Study on electrical structure and magneto-optical properties of W-doped ZnO

Abstract

For W-doping amounts ranging from 0.0417 to 0.0833, experimental UV–visible absorption spectra blue shift and red shift results have been reported in the literatures. However, there is few literature reported research on magnetic mechanism. To solve this problem, this study investigates the disagreement about blue shift and red shift results and research on magnetic mechanism. The band structures, density of states, absorption spectra and magnetism have been investigated using first-principles planewave ultrasoft pseudopotential method based on the density functional theory. The calculated results showed that increased W-doping amounts first increase the volumes, and then reduce the volumes, decrease the formation energies, and stabilize the doped system. The band gaps become narrower and the absorption spectrum exhibits a significant red shift in UV and visible light emission.

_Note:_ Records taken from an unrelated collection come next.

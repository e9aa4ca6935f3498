//! Trait-based Riemann solver abstraction.
//!
//! A Riemann solver turns the left/right conservative states and the
//! face-centered normal field at one interface into a numerical flux. The
//! grid sweep in [`riemann_sweep`](super::riemann_sweep) is generic over the
//! solver, so a different approximate solver only needs this trait.
//!
//! # Example
//! ```
//! use mhd_rs::config::MhdConfig;
//! use mhd_rs::diagnostics::NumericalDiagnostics;
//! use mhd_rs::flux::{FluxWorkspace, HlleSolver, RiemannContext, RiemannSolver};
//! use mhd_rs::state::VariableLayout;
//! use mhd_rs::types::Direction;
//!
//! let layout = VariableLayout::standard(0);
//! let config = MhdConfig::new(1.4);
//! let ctx = RiemannContext::new(Direction::X, &layout, &config);
//! let mut ws = FluxWorkspace::new(layout.nvar());
//! let mut diag = NumericalDiagnostics::default();
//! let mut flux = [0.0; 6];
//!
//! let u = [1.0, 0.0, 0.0, 2.5, 0.0, 0.0];
//! HlleSolver.solve(&u, &u, 0.0, &ctx, &mut ws, &mut diag, &mut flux);
//! assert!((flux[1] - 1.0).abs() < 1e-12);
//! ```

use crate::config::MhdConfig;
use crate::diagnostics::NumericalDiagnostics;
use crate::state::VariableLayout;
use crate::types::Direction;

// =============================================================================
// Riemann Context
// =============================================================================

/// Parameters shared by every interface of one sweep.
#[derive(Clone, Copy, Debug)]
pub struct RiemannContext<'a> {
    /// Sweep direction
    pub direction: Direction,
    /// Variable layout
    pub layout: &'a VariableLayout,
    /// Adiabatic index and floors
    pub config: &'a MhdConfig,
}

impl<'a> RiemannContext<'a> {
    /// Create a new context.
    #[inline]
    pub fn new(direction: Direction, layout: &'a VariableLayout, config: &'a MhdConfig) -> Self {
        Self {
            direction,
            layout,
            config,
        }
    }
}

// =============================================================================
// Workspace
// =============================================================================

/// Scratch storage for one interface solve.
///
/// Allocated once per row and reused across interfaces so the inner loop
/// does not allocate.
#[derive(Clone, Debug)]
pub struct FluxWorkspace {
    /// Physical flux of the left state
    pub f_l: Vec<f64>,
    /// Physical flux of the right state
    pub f_r: Vec<f64>,
    /// Roe-averaged conservative state
    pub u_avg: Vec<f64>,
}

impl FluxWorkspace {
    /// Create a workspace for `nvar` components.
    pub fn new(nvar: usize) -> Self {
        Self {
            f_l: vec![0.0; nvar],
            f_r: vec![0.0; nvar],
            u_avg: vec![0.0; nvar],
        }
    }
}

// =============================================================================
// Riemann Solver Trait
// =============================================================================

/// Trait for approximate Riemann solvers of ideal MHD.
///
/// # Implementation Notes
///
/// - Solvers should be consistent: identical states give the physical flux
/// - Degenerate interfaces are counted in `diag`, never panicked on
/// - `solve` should not allocate; use the workspace
pub trait RiemannSolver: Send + Sync {
    /// Compute the numerical flux at one interface into `out`.
    ///
    /// # Arguments
    /// * `u_l` - Left conservative state
    /// * `u_r` - Right conservative state
    /// * `b_face` - Face-centered normal field at this interface
    /// * `ctx` - Sweep parameters
    /// * `ws` - Scratch storage sized for `ctx.layout`
    /// * `diag` - Floor and degeneracy counters
    /// * `out` - Flux output, one entry per component
    #[allow(clippy::too_many_arguments)]
    fn solve(
        &self,
        u_l: &[f64],
        u_r: &[f64],
        b_face: f64,
        ctx: &RiemannContext,
        ws: &mut FluxWorkspace,
        diag: &mut NumericalDiagnostics,
        out: &mut [f64],
    );

    /// Human-readable name for logging.
    fn name(&self) -> &'static str;
}

/// Harten-Lax-van Leer-Einfeldt solver with Roe-averaged bounds.
#[derive(Clone, Copy, Debug, Default)]
pub struct HlleSolver;

impl RiemannSolver for HlleSolver {
    #[inline]
    fn solve(
        &self,
        u_l: &[f64],
        u_r: &[f64],
        b_face: f64,
        ctx: &RiemannContext,
        ws: &mut FluxWorkspace,
        diag: &mut NumericalDiagnostics,
        out: &mut [f64],
    ) {
        super::hlle::hlle_flux_with(u_l, u_r, b_face, ctx, ws, diag, out);
    }

    fn name(&self) -> &'static str {
        "hlle"
    }
}
use std::process::ExitCode;

use resizer::{args, help};

fn main() -> ExitCode {
    let arguments: Vec<_> = std::env::args_os().collect();
    let plan = match args::parse_args(arguments) {
        Ok(plan) => plan,
        Err(e) => {
            eprintln!("{e}");
            help::print_help(env!("CARGO_PKG_NAME"));
            return ExitCode::FAILURE;
        }
    };
    if let Err(e) = plan.execute() {
        eprintln!("{e}");
        return ExitCode::FAILURE;
    }
    ExitCode::SUCCESS
}
use std::collections::HashMap;
use std::fs;
use std::path::PathBuf;

use image::DynamicImage;

use crate::arg_parsers::{Dimensions, OutputFormat, ScalingHint};
use crate::error::ResizeError;
use crate::{decode, encode, rz_err, scale};

/// Validated configuration for one run, built from the command line.
#[derive(Debug, PartialEq)]
pub struct RunPlan {
    pub dimensions: Dimensions,
    pub input_files: Vec<String>,
    pub output_dir: PathBuf,
    pub format: OutputFormat,
    pub hint: ScalingHint,
}

impl RunPlan {
    /// Runs the whole batch: decode everything, then scale and write each
    /// decoded image. Per-file failures are reported and skipped; only an
    /// uncreatable output directory aborts the run.
    pub fn execute(&self) -> Result<(), ResizeError> {
        let mut images: HashMap<String, DynamicImage> = HashMap::new();
        for (path, result) in decode::load_images(&self.input_files) {
            match result {
                // a repeated path overwrites the earlier entry
                Ok(image) => {
                    images.insert(path, image);
                }
                Err(e) => eprintln!("{e}"),
            }
        }

        fs::create_dir_all(&self.output_dir).map_err(|e| {
            rz_err!(
                "unable to create output directory `{}': {e}",
                self.output_dir.display()
            )
        })?;

        for (path, mut image) in images {
            scale::scale(&mut image, self.dimensions, self.hint.resize_alg());
            if let Err(e) = encode::encode(
                &image,
                &path,
                self.dimensions,
                self.format,
                &self.output_dir,
            ) {
                eprintln!("{e}");
            }
        }

        Ok(())
    }
}
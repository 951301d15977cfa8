use std::{
    borrow::Cow,
    fs::File,
    io::{BufWriter, Write},
    path::Path,
};

use image::DynamicImage;

use crate::arg_parsers::{Dimensions, OutputFormat};
use crate::filename_utils::output_file_name;
use crate::{error::ResizeError, rz_err};

/// Encodes one scaled image into the output directory, under a name
/// derived from the input path and the target dimensions.
pub fn encode(
    image: &DynamicImage,
    input_path: &str,
    dimensions: Dimensions,
    format: OutputFormat,
    output_dir: &Path,
) -> Result<(), ResizeError> {
    let file_name = output_file_name(input_path, dimensions, format.extension());
    // `File::create` truncates, so colliding derived names silently
    // overwrite the earlier file.
    let path = output_dir.join(file_name);
    let file = File::create(&path)
        .map_err(|e| rz_err!("cannot write `{input_path}' to `{}': {e}, skipping", path.display()))?;
    let mut writer = BufWriter::new(file);

    normalize(image, format)
        .write_to(&mut writer, format.image_format())
        .map_err(|e| rz_err!("cannot encode `{input_path}' as {}: {e}, skipping", format.extension()))?;

    // The buffer would also be flushed on drop, but that reports no errors.
    writer
        .flush()
        .map_err(|e| rz_err!("cannot write `{input_path}' to `{}': {e}, skipping", path.display()))?;

    Ok(())
}

/// The jpeg and gif encoders only accept a subset of pixel formats,
/// so convert up front instead of failing the write.
fn normalize(image: &DynamicImage, format: OutputFormat) -> Cow<'_, DynamicImage> {
    match format {
        OutputFormat::Png => Cow::Borrowed(image),
        OutputFormat::Jpg => match image {
            DynamicImage::ImageLuma8(_) | DynamicImage::ImageRgb8(_) => Cow::Borrowed(image),
            _ => Cow::Owned(DynamicImage::ImageRgb8(image.to_rgb8())),
        },
        OutputFormat::Gif => match image {
            DynamicImage::ImageRgb8(_) | DynamicImage::ImageRgba8(_) => Cow::Borrowed(image),
            _ => Cow::Owned(DynamicImage::ImageRgba8(image.to_rgba8())),
        },
    }
}
//! Subset-read engine: decode selected (row, variant) cells from a `.bed`
//! file into a caller-supplied dense output, fanning the variant dimension
//! across the shared thread pool.

use std::fs::File;
use std::io::{Read, Seek, SeekFrom};
use std::path::Path;

use ndarray::{Array2, ArrayViewMut1, ArrayViewMut2, Axis, ShapeBuilder};

use crate::codec::{self, DecodeTable, GenotypeValue};
use crate::dtype::{Dtype, Layout};
use crate::error::{CustomError, Result};
use crate::index::BoundedIndex;
use crate::threadpool::{BedThreadPool, resolve_num_threads};

/// Validates the header and declared geometry against the file on disk.
/// Called eagerly unless the caller defers it with `skip_format_check`.
pub fn validate_geometry(path: &Path, iid_count: usize, sid_count: usize) -> Result<()> {
    let with_path = |source: std::io::Error| CustomError::ReadWithPath {
        source,
        path: path.to_path_buf(),
    };
    let mut file = File::open(path).map_err(with_path)?;
    let mut header = [0u8; 3];
    file.read_exact(&mut header).map_err(with_path)?;
    codec::validate_header(header)?;

    let expected = codec::expected_file_size(iid_count, sid_count);
    let actual = file.metadata().map_err(with_path)?.len();
    if actual != expected {
        return Err(CustomError::Truncated {
            expected,
            found: actual,
            iid_count,
            sid_count,
        });
    }
    Ok(())
}

/// A fully-resolved request to read a subset of a `.bed` file.
pub struct ReadRequest<'a> {
    pub path: &'a Path,
    pub iid_count: usize,
    pub sid_count: usize,
    pub count_a1: bool,
    /// `None` means "every individual", matching the full dimension.
    pub row_index: Option<&'a [i64]>,
    /// `None` means "every variant".
    pub variant_index: Option<&'a [i64]>,
    pub dtype: Dtype,
    pub layout: Layout,
    pub skip_format_check: bool,
    pub num_threads: Option<i64>,
}

/// A decoded subset, tagged by the element type that was requested.
pub enum DecodedMatrix {
    I8(Array2<i8>),
    F32(Array2<f32>),
    F64(Array2<f64>),
}

impl DecodedMatrix {
    pub fn shape(&self) -> (usize, usize) {
        match self {
            DecodedMatrix::I8(a) => a.dim(),
            DecodedMatrix::F32(a) => a.dim(),
            DecodedMatrix::F64(a) => a.dim(),
        }
    }
}

/// Resolves indices, allocates an output buffer of the requested dtype and
/// layout, and performs the subset read.
pub fn read(request: &ReadRequest) -> Result<DecodedMatrix> {
    let rows = resolve_index(request.row_index, request.iid_count)?;
    let variants = resolve_index(request.variant_index, request.sid_count)?;
    let pool = BedThreadPool::new(resolve_num_threads(request.num_threads, None)?)?;

    let matrix = match request.dtype {
        Dtype::I8 => {
            let mut out = allocate::<i8>(rows.len(), variants.len(), request.layout);
            read_subset(
                request.path,
                request.iid_count,
                request.sid_count,
                request.count_a1,
                &rows,
                &variants,
                out.view_mut(),
                request.skip_format_check,
                &pool,
            )?;
            DecodedMatrix::I8(out)
        }
        Dtype::F32 => {
            let mut out = allocate::<f32>(rows.len(), variants.len(), request.layout);
            read_subset(
                request.path,
                request.iid_count,
                request.sid_count,
                request.count_a1,
                &rows,
                &variants,
                out.view_mut(),
                request.skip_format_check,
                &pool,
            )?;
            DecodedMatrix::F32(out)
        }
        Dtype::F64 => {
            let mut out = allocate::<f64>(rows.len(), variants.len(), request.layout);
            read_subset(
                request.path,
                request.iid_count,
                request.sid_count,
                request.count_a1,
                &rows,
                &variants,
                out.view_mut(),
                request.skip_format_check,
                &pool,
            )?;
            DecodedMatrix::F64(out)
        }
    };
    Ok(matrix)
}

fn resolve_index(raw: Option<&[i64]>, bound: usize) -> Result<BoundedIndex> {
    match raw {
        Some(raw) => BoundedIndex::validate(raw, bound),
        None => Ok(BoundedIndex::full(bound)),
    }
}

fn allocate<V>(nrows: usize, ncols: usize, layout: Layout) -> Array2<V>
where
    V: Clone + num_traits::Zero,
{
    match layout {
        Layout::RowMajor => Array2::zeros((nrows, ncols)),
        Layout::ColumnMajor => Array2::zeros((nrows, ncols).f()),
    }
}

/// Decodes the selected (row, variant) cells into `out`, fanning variant
/// shards across `pool`. `out` must already have shape
/// `(rows.len(), variants.len())`.
#[allow(clippy::too_many_arguments)]
pub fn read_subset<V: GenotypeValue>(
    path: &Path,
    iid_count: usize,
    sid_count: usize,
    count_a1: bool,
    rows: &BoundedIndex,
    variants: &BoundedIndex,
    mut out: ArrayViewMut2<V>,
    skip_format_check: bool,
    pool: &BedThreadPool,
) -> Result<()> {
    if !skip_format_check {
        validate_geometry(path, iid_count, sid_count)?;
    }
    if rows.is_empty() || variants.is_empty() {
        return Ok(());
    }

    let bpv = codec::bytes_per_variant(iid_count);
    let table = DecodeTable::<V>::build(count_a1);
    let row_positions = rows.as_slice();
    let variant_positions = variants.as_slice();

    let shard_ranges = pool.shard_ranges(variants.len());
    let mut remaining: Vec<ArrayViewMut1<V>> = out.axis_iter_mut(Axis(1)).collect();
    let mut shard_columns: Vec<Vec<ArrayViewMut1<V>>> = Vec::with_capacity(shard_ranges.len());
    for range in &shard_ranges {
        let tail = remaining.split_off(range.len().min(remaining.len()));
        shard_columns.push(std::mem::replace(&mut remaining, tail));
    }

    let mut errors: Vec<Option<CustomError>> = (0..shard_ranges.len()).map(|_| None).collect();
    pool.scope(|scope| {
        for ((range, columns), slot) in shard_ranges
            .into_iter()
            .zip(shard_columns.into_iter())
            .zip(errors.iter_mut())
        {
            let table = &table;
            scope.spawn(move |_| {
                let result = read_shard(
                    path,
                    bpv,
                    row_positions,
                    &variant_positions[range],
                    columns,
                    table,
                );
                if let Err(e) = result {
                    *slot = Some(e);
                }
            });
        }
    });

    for slot in errors {
        if let Some(e) = slot {
            return Err(e);
        }
    }
    Ok(())
}

fn read_shard<V: GenotypeValue>(
    path: &Path,
    bytes_per_variant: usize,
    row_positions: &[usize],
    variant_positions: &[usize],
    mut columns: Vec<ArrayViewMut1<V>>,
    table: &DecodeTable<V>,
) -> Result<()> {
    let with_path = |source: std::io::Error| CustomError::ReadWithPath {
        source,
        path: path.to_path_buf(),
    };
    let mut file = File::open(path).map_err(with_path)?;
    let mut block = vec![0u8; bytes_per_variant];

    for (&variant_pos, column) in variant_positions.iter().zip(columns.iter_mut()) {
        let offset = codec::variant_offset(variant_pos, bytes_per_variant);
        file.seek(SeekFrom::Start(offset)).map_err(with_path)?;
        file.read_exact(&mut block).map_err(with_path)?;
        for (r, &row) in row_positions.iter().enumerate() {
            let byte = block[row / 4];
            let slot = row % 4;
            column[r] = table.decode(byte, slot);
        }
    }
    Ok(())
}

Moreover, the covalent bond vertical to c-axis strengthens, and the ionic bond parallel to c-axis weakens. Increased W-doping amounts decrease the magnetism of doped system. The magnetism of doped system originates from the electron exchange among W-5d, O-2p and Zn-3d orbitals of the W-doped ZnO. In W double-doped system, the ferromagnetic Curie temperature can be above room temperature when the doped system has a longer W-W distance.